EXERCISE:
The expected output is each entry, given again exactly.

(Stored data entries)
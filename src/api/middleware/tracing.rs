//! HTTP request/response tracing middleware.

use tower_http::LatencyUnit;
use tower_http::classify::{ServerErrorsAsFailures, SharedClassifier};
use tower_http::trace::{DefaultMakeSpan, DefaultOnRequest, DefaultOnResponse, TraceLayer};
use tracing::Level;

/// Tracing layer type returned by [`layer`].
pub type HttpTraceLayer = TraceLayer<SharedClassifier<ServerErrorsAsFailures>>;

/// Creates the request tracing layer.
///
/// Every request gets an `INFO` span carrying method, URI and version.
/// Redirect lookups are the hot path, so request starts are logged at `DEBUG`
/// and only completions (status and latency in milliseconds) at `INFO`:
///
/// ```text
/// INFO request{method=GET uri=/go/docs version=HTTP/1.1}: finished processing request latency=0 ms status=303
/// ```
pub fn layer() -> HttpTraceLayer {
    TraceLayer::new_for_http()
        .make_span_with(DefaultMakeSpan::new().level(Level::INFO))
        .on_request(DefaultOnRequest::new().level(Level::DEBUG))
        .on_response(
            DefaultOnResponse::new()
                .level(Level::INFO)
                .latency_unit(LatencyUnit::Millis),
        )
}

TASK RESULT:
filename src/api/middleware/tracing.rs
//! HTTP request/response tracing middleware.

use tower_http::LatencyUnit;
use tower_http::classify::{ServerErrorsAsFailures, SharedClassifier};
use tower_http::trace::{DefaultMakeSpan, DefaultOnRequest, DefaultOnResponse, TraceLayer};
use tracing::Level;

/// Tracing layer type returned by [`layer`].
pub type HttpTraceLayer = TraceLayer<SharedClassifier<ServerErrorsAsFailures>>;

/// Creates the request tracing layer.
///
/// Every request gets an `INFO` span carrying method, URI and version.
/// Redirect lookups are the hot path, so request starts are logged at `DEBUG`
/// and only completions (status and latency in milliseconds) at `INFO`:
///
/// ```text
/// INFO request{method=GET uri=/go/docs version=HTTP/1.1}: finished processing request latency=0 ms status=303
/// ```
pub fn layer() -> HttpTraceLayer {
    TraceLayer::new_for_http()
        .make_span_with(DefaultMakeSpan::new().level(Level::INFO))
        .on_request(DefaultOnRequest::new().level(Level::DEBUG))
        .on_response(
            DefaultOnResponse::new()
                .level(Level::INFO)
                .latency_unit(LatencyUnit::Millis),
        )
}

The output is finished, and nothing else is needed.